Point of view shifts again in the third section with the personal stories of Jacob and Orito taking a back seat to world history.  Dejima is threatened by a British warship and the reader witnesses the political machinations of a British captain, desperate to secure his pension before he loses his career and reputation to – of all things – gout.  More literary echoes in this section to Patrick O’Brian’s Aubrey Maturin series.  Is it derivative?  It doesn’t matter because this section is as enjoyable as the rest:  the character studies of the good, the bad and the downright ugly spiralling to the absolute madness of the inevitable climax.

All in all a wonderful read.  Two questions remaining:  Can Thousand Autumns survive 3 Booker judge readings and will it win?

I have no doubt that there is enough complexity for three satisfying readings.   On first reading and,  as this review has proved, there is sufficient plot and multiple points-of-view to dazzle and astound.  During the longlist reading,  I’d be tracking symbolisms and other literary underpinnings supporting the major theme of power, one which infuses this historical novel with contemporary relevance. For instance, those butterflies that keep flitting across the page, sometimes annoyingly so, aren’t as irrelevant as they first seem.

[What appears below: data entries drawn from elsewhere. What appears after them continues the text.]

impl TileCache {
    /// Create a cache rooted at `config.cache_dir`.
    pub fn new(config: CacheConfig, fetcher: Arc<dyn HttpFetcher>) -> Result<Self, CacheError> {
        let stats = Arc::new(StdMutex::new(CacheStats::new()));
        let memory = MemoryCache::with_stats(config.memory_size_bytes, Arc::clone(&stats));
        let disk = DiskStore::new(&config.cache_dir)?;

        info!(
            cache_dir = %config.cache_dir.display(),
            memory_size = config.memory_size_bytes,
            repair = %config.repair,
            "Tile cache initialized"
        );

        Ok(Self {
            config,
            fetcher,
            memory,
            disk,
            coalescer: Arc::new(FetchCoalescer::new()),
            repaired: Mutex::new(HashSet::new()),
            loading: DashMap::new(),
            listeners: Listeners::new(),
            stats,
            disposed: AtomicBool::new(false),
        })
    }

    pub fn config(&self) -> &CacheConfig {
        &self.config
    }

    pub fn cache_dir(&self) -> &Path {
        self.disk.root()
    }

    /// File location of an entry in the disk store.
    pub fn path_for(&self, entry: &OverlayEntry) -> PathBuf {
        self.disk.path(entry.cache_key())
    }

    pub fn listeners(&self) -> &Listeners {
        &self.listeners
    }

    pub fn subscribe(&self, listener: Arc<dyn OverlayListener>) {
        self.listeners.subscribe(listener);
    }

    /// Decoded image for an entry, or `None` if it could not be realized.
    ///
    /// Failures are reported to listeners; callers draw a placeholder
    /// until a later call succeeds.
    pub fn get(&self, entry: &OverlayEntry) -> Option<OverlayImage> {
        match self.try_get(entry) {
            Ok(image) => Some(image),
            Err(e) => {
                warn!(key = %entry.cache_key(), error = %e, "Failed to realize overlay");
                self.listeners.notify_error(&entry.origin().to_string(), &e);
                None
            }
        }
    }

    /// Decoded image for an entry, returning the error instead of
    /// notifying listeners.
    pub fn try_get(&self, entry: &OverlayEntry) -> Result<OverlayImage, CacheError> {
        self.ensure_live()?;
        let key = entry.cache_key();

        if let Some(image) = self.memory.get(key) {
            entry.set_image(Arc::clone(&image));
            return Ok(image);
        }

        // Evicted from memory but still held by the entry
        if let Some(image) = entry.image() {
            self.memory.put(key.clone(), Arc::clone(&image));
            return Ok(image);
        }

        if let Some(image) = self.load_realized(entry, true)? {
            return Ok(image);
        }
        self.record(|s| s.record_disk_miss());

        self.ensure_stored(entry)?;

        match self.load_realized(entry, false)? {
            Some(image) => Ok(image),
            None => Err(CacheError::FetchFailed {
                key: key.to_string(),
                reason: "file missing from disk store after fetch".to_string(),
            }),
        }
    }

    /// Fetch an entry into the disk store without decoding it.
    ///
    /// Blocks until the bytes are stored, waiting on another thread's
    /// fetch of the same key if one is in flight.
    pub fn synchronous_fetch(&self, entry: &OverlayEntry) -> Result<(), CacheError> {
        self.ensure_live()?;
        let result = self.ensure_stored(entry);
        if let Err(e) = &result {
            self.listeners.notify_error(&entry.origin().to_string(), e);
        }
        result
    }

    /// Fetch an entry into the disk store on a worker thread.
    ///
    /// Returns immediately. A key that is already being fetched does not
    /// start a second request.
    pub fn asynchronous_fetch(
        self: &Arc<Self>,
        entry: Arc<OverlayEntry>,
    ) -> Result<AsyncFetch, CacheError> {
        self.ensure_live()?;
        let key = entry.cache_key().clone();

        if self.disk.contains(&key) {
            entry.set_source(SourceRef::Local(self.disk.path(&key)));
            return Ok(AsyncFetch::Cached);
        }

        let ticket = match self.coalescer.register(&key) {
            Registration::Leader(ticket) => ticket,
            Registration::Follower(_) => {
                self.record(|s| s.record_coalesced());
                return Ok(AsyncFetch::Coalesced);
            }
        };

        let cache = Arc::clone(self);
        let thread_key = key.clone();
        let handle = thread::Builder::new()
            .name("overlay-fetch".to_string())
            .spawn(move || {
                let result = cache.store_source(&entry);
                ticket.complete(result.as_ref().map(|_| ()).map_err(|e| e.to_string()));

                match &result {
                    Ok(()) => entry.set_source(SourceRef::Local(cache.disk.path(&thread_key))),
                    Err(e) => cache.listeners.notify_error(&entry.origin().to_string(), e),
                }
                result
            })?;

        debug!(key = %key, "Started asynchronous fetch");
        Ok(AsyncFetch::Started(handle))
    }

    /// Memory-only lookup that never blocks.
    ///
    /// Intended for the render thread: returns `None` if the entry is not
    /// realized or a lock is contended.
    pub fn peek(&self, entry: &OverlayEntry) -> Option<OverlayImage> {
        if self.disposed.load(Ordering::Acquire) {
            return None;
        }
        entry
            .try_image()
            .or_else(|| self.memory.try_get(entry.cache_key()))
    }

    /// Delete an entry's cached file and drop its decoded image.
    ///
    /// Returns whether a file was removed. The entry's source reverts to
    /// the reference it was created with.
    pub fn purge(&self, entry: &OverlayEntry) -> Result<bool, CacheError> {
        let key = entry.cache_key();
        self.memory.remove(key);
        self.repaired.lock().remove(key);
        entry.clear_image();
        entry.reset_source();

        let removed = self.disk.remove(key)?;
        if removed {
            info!(key = %key, "Purged cached overlay");
        }
        Ok(removed)
    }

    /// Drop every decoded image from memory. Disk files are kept.
    pub fn clear_memory(&self) {
        self.memory.clear();
    }

    pub fn stats(&self) -> CacheStats {
        self.stats
            .lock()
            .map(|s| s.clone())
            .unwrap_or_else(|_| CacheStats::new())
    }

    pub fn statistics(&self) -> CacheStatistics {
        CacheStatistics::from_stats(&self.stats())
    }

    /// Release the memory layer and listeners.
    ///
    /// Every later lookup fails with [`CacheError::Disposed`]. In-flight
    /// fetch threads run to completion.
    pub fn dispose(&self) {
        if self.disposed.swap(true, Ordering::AcqRel) {
            return;
        }
        self.memory.clear();
        self.listeners.clear();
        info!(cache_dir = %self.disk.root().display(), "Tile cache disposed");
    }

    pub fn is_disposed(&self) -> bool {
        self.disposed.load(Ordering::Acquire)
    }

    fn ensure_live(&self) -> Result<(), CacheError> {
        if self.is_disposed() {
            Err(CacheError::Disposed)
        } else {
            Ok(())
        }
    }

    /// Decode the stored file and publish it to memory and the entry.
    ///
    /// Holds the key's load lock throughout, so a reader arriving while
    /// another thread repairs the file waits and then shares its image.
    fn load_realized(
        &self,
        entry: &OverlayEntry,
        count_hit: bool,
    ) -> Result<Option<OverlayImage>, CacheError> {
        let key = entry.cache_key();
        let lock = Arc::clone(
            self.loading
                .entry(key.clone())
                .or_insert_with(|| Arc::new(Mutex::new(())))
                .value(),
        );

        let result = {
            let _guard = lock.lock();
            // Another reader may have realized the key while this one waited
            let cached = if self.memory.contains(key) {
                self.memory.get(key)
            } else {
                None
            };
            if let Some(image) = cached {
                entry.set_image(Arc::clone(&image));
                entry.set_source(SourceRef::Local(self.disk.path(key)));
                Ok(Some(image))
            } else {
                self.load_from_disk(entry).map(|loaded| {
                    loaded.map(|image| {
                        if count_hit {
                            self.record(|s| s.record_disk_hit());
                        }
                        self.realize(entry, image)
                    })
                })
            }
        };

        drop(lock);
        self.loading.remove_if(key, |_, lock| Arc::strong_count(lock) == 1);
        result
    }

    fn realize(&self, entry: &OverlayEntry, image: OverlayImage) -> OverlayImage {
        self.memory.put(entry.cache_key().clone(), Arc::clone(&image));
        entry.set_image(Arc::clone(&image));
        entry.set_source(SourceRef::Local(self.disk.path(entry.cache_key())));
        image
    }

    /// Make sure the entry's bytes are in the disk store, coalescing with
    /// any in-flight fetch of the same key.
    fn ensure_stored(&self, entry: &OverlayEntry) -> Result<(), CacheError> {
        let key = entry.cache_key();

        if !self.disk.contains(key) {
            match self.coalescer.register(key) {
                Registration::Leader(ticket) => {
                    let result = self.store_source(entry);
                    ticket.complete(result.as_ref().map(|_| ()).map_err(|e| e.to_string()));
                    result?;
                }
                Registration::Follower(waiter) => {
                    self.record(|s| s.record_coalesced());
                    waiter
                        .wait()
                        .map_err(|reason| CacheError::FetchFailed {
                            key: key.to_string(),
                            reason,
                        })?;
                }
            }
        }

        entry.set_source(SourceRef::Local(self.disk.path(key)));
        Ok(())
    }

    /// Copy the entry's original source into the disk store.
    fn store_source(&self, entry: &OverlayEntry) -> Result<(), CacheError> {
        let key = entry.cache_key();

        // Another leader may have finished between the caller's check and
        // this thread winning registration
        if self.disk.contains(key) {
            return Ok(());
        }

        let bytes = match entry.origin() {
            SourceRef::Remote(url) => self.download(url)?,
            SourceRef::Local(path) => {
                if path == &self.disk.path(key) {
                    return Err(CacheError::Io(std::io::Error::new(
                        std::io::ErrorKind::NotFound,
                        format!("{} is not in the disk store", path.display()),
                    )));
                }
                fs::read(path)?
            }
        };

        match self.disk.write(key, &bytes) {
            Ok(path) => {
                self.record(|s| s.record_disk_write());
                debug!(key = %key, path = %path.display(), bytes = bytes.len(), "Overlay stored");
                Ok(())
            }
            Err(e) => {
                self.record(|s| s.record_disk_write_failure());
                Err(e)
            }
        }
    }

    fn download(&self, url: &str) -> Result<Vec<u8>, CacheError> {
        let response = match self.fetcher.get(url) {
            Ok(response) => response,
            Err(e) => {
                self.record(|s| s.record_download_failure());
                return Err(e.into());
            }
        };

        match response.content_kind() {
            ContentKind::Image => {}
            kind => {
                self.record(|s| s.record_download_failure());
                return Err(CacheError::UnexpectedContent(kind));
            }
        }

        let len = response.body.len() as u64;
        self.record(|s| s.record_download(len));
        debug!(url = %url, bytes = len, "Overlay downloaded");
        Ok(response.body)
    }

    /// Decode the stored file for an entry, running repair if needed.
    ///
    /// A stored file that does not decode is removed so the next attempt
    /// fetches it again.
    fn load_from_disk(&self, entry: &OverlayEntry) -> Result<Option<OverlayImage>, CacheError> {
        let key = entry.cache_key();
        let Some(bytes) = self.disk.read(key)? else {
            return Ok(None);
        };

        let decoded = match repair::decode(&bytes, entry.format()) {
            Ok(image) => image,
            Err(e) => {
                warn!(key = %key, error = %e, "Stored overlay is not a valid image, discarding");
                let _ = self.disk.remove(key);
                entry.reset_source();
                return Err(e);
            }
        };

        let decoded_dims = decoded.dimensions();
        let header_dims = repair::header_dimensions(&bytes).unwrap_or(decoded_dims);
        let canonical = self.config.canonical_size;

        if repair::needs_repair(self.config.repair, decoded_dims, header_dims, canonical)
            && self.repaired.lock().insert(key.clone())
        {
            match repair::repair_stored(&self.disk, key, entry.format(), canonical) {
                Ok(RepairOutcome::Resized(image)) => {
                    self.record(|s| s.record_repair());
                    return Ok(Some(Arc::new(image)));
                }
                Ok(RepairOutcome::Unchanged) => {}
                Err(e) => {
                    self.record(|s| s.record_repair_failure());
                    return Err(e);
                }
            }
        }

        Ok(Some(Arc::new(decoded)))
    }

    fn record(&self, f: impl FnOnce(&mut CacheStats)) {
        if let Ok(mut stats) = self.stats.lock() {
            f(&mut stats);
        }
    }
}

The white butterfly passes within inches of Enomoto’s face.

The Abbot’s hand makes a circular motion over the butterfly …

… and it drops, lifeless as a twist of paper, into the dark p0ol.

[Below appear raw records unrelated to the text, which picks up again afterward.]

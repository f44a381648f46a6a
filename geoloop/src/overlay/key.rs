//! Cache key derivation and filename sanitizing.

use super::entry::OverlayFormat;
use std::fmt;
use std::path::{Path, PathBuf};

/// Root segment shared by every key in the store.
pub const KEY_ROOT: &str = "Earth";

/// Stable, filesystem-safe identifier of a cached overlay.
///
/// Keys have the shape `<base><layer>.<suffix>` where `base` is a layer
/// group prefix such as `Earth/NEXRAD/`. The same key addresses the decoded
/// image in memory and the file in the disk store.
#[derive(Debug, Clone, PartialEq, Eq, Hash, PartialOrd, Ord)]
pub struct CacheKey(String);

impl CacheKey {
    /// Derive the key for a layer.
    ///
    /// Derivation is pure: the same inputs always produce the same key.
    ///
    /// ```
    /// use geoloop::overlay::{CacheKey, OverlayFormat};
    ///
    /// let base = CacheKey::group_prefix("NEXRAD");
    /// let key = CacheKey::derive(&base, "Radar: 12/05 (UTC)", OverlayFormat::Png);
    /// assert_eq!(key.as_str(), "Earth/NEXRAD/Radar_ 12_05 (UTC).png");
    /// ```
    pub fn derive(base: &str, layer_name: &str, format: OverlayFormat) -> Self {
        Self(format!(
            "{}{}.{}",
            base,
            sanitize_name(layer_name),
            format.suffix()
        ))
    }

    /// Base prefix for every key belonging to a layer group.
    pub fn group_prefix(group: &str) -> String {
        format!("{}/{}/", KEY_ROOT, sanitize_name(group))
    }

    pub fn as_str(&self) -> &str {
        &self.0
    }

    /// Location of the keyed file below a store root.
    pub fn path_in(&self, root: &Path) -> PathBuf {
        self.0
            .split('/')
            .filter(|segment| !segment.is_empty())
            .fold(root.to_path_buf(), |path, segment| path.join(segment))
    }
}

impl fmt::Display for CacheKey {
    fn fmt(&self, f: &mut fmt::Formatter<'_>) -> fmt::Result {
        f.write_str(&self.0)
    }
}

impl AsRef<str> for CacheKey {
    fn as_ref(&self) -> &str {
        &self.0
    }
}

/// Characters that may not appear in a path segment on common filesystems.
const ILLEGAL_CHARS: &[char] = &['<', '>', ':', '"', '/', '\\', '|', '?', '*'];

/// Make a name usable as a single path segment.
///
/// Illegal characters and control characters become `_`, trailing dots and
/// spaces are trimmed. Spaces and parentheses elsewhere are kept. A name
/// that sanitizes to nothing becomes `_`.
pub fn sanitize_name(name: &str) -> String {
    let replaced: String = name
        .chars()
        .map(|c| {
            if c.is_control() || ILLEGAL_CHARS.contains(&c) {
                '_'
            } else {
                c
            }
        })
        .collect();

    let trimmed = replaced.trim_end_matches(&['.', ' '][..]);
    if trimmed.is_empty() {
        "_".to_string()
    } else {
        trimmed.to_string()
    }
}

And, by the way, isn’t that simile wonderful?

What about the character names?  Jacob de Zoet = Jacob Sweet, and he is.  My Japanese is non-existent but I’m sure a little digging would reveal similar insights.  Parallels and foreshadowings – religious texts – Jacob’s psalter and the Japanese scroll.  What makes one sacred and the other profane?  On a third reading I’d investigate both prose and structure more closely.  First impressions: structural balance is bestowed through parallels  and thematic harmony.  So, three sections, three executions.   In addition, the first section shows that  moral strength becomes a weakness when pitted against the unscrupulous.  So too the second.   How satisfying then is the reversal of that lesson in the third, even though it comes at personal cost.   Admittedly though I have unresolved issues with respect to structure.  The contrast between the first chapter with its exceptionally vivid description of a difficult birth and the final chapter with its very bland synopsis of Jacob’s life post-Dejima is so stark that there is a definite statement being made.  The violence and passion and struggle needed to enter into this world contrasting with the inevitable fading away, perhaps?  And those two chapters written as a first person narrative in the midst of 400+ pages of third person narrative.  Editorial oversight or authorial intent? Obviously the latter in so finely crafted a novel as this.  Yet they feel odd and their purpose eludes me.

I’ve just found myself  the questions I will ask Mitchell in Edinburgh and the reason why Thousand Autumns  earns a 4 not a 5 star rating.  It’s harsh but  I’m happy for that to change – depending on the author’s answer of course.

Finally, the biggest question of all.  Will Thousand Autums win the 2010 Booker prize ?

Nobody would cheer louder than I, if  it did.  Mitchell is a contemporary fiction superstar and he surely deserves it. The question niggling in the back of my brain is one of timing.  By all accounts (except mine, because I am possibly the only person in the blogging universe not to have read it), last year’s winner Wolf Hall is the art of historical fiction perfected.  Not that this year’s judges should be comparing Mitchell with Mantell, but what are the chances of historical fiction taking the accolade two years in a row?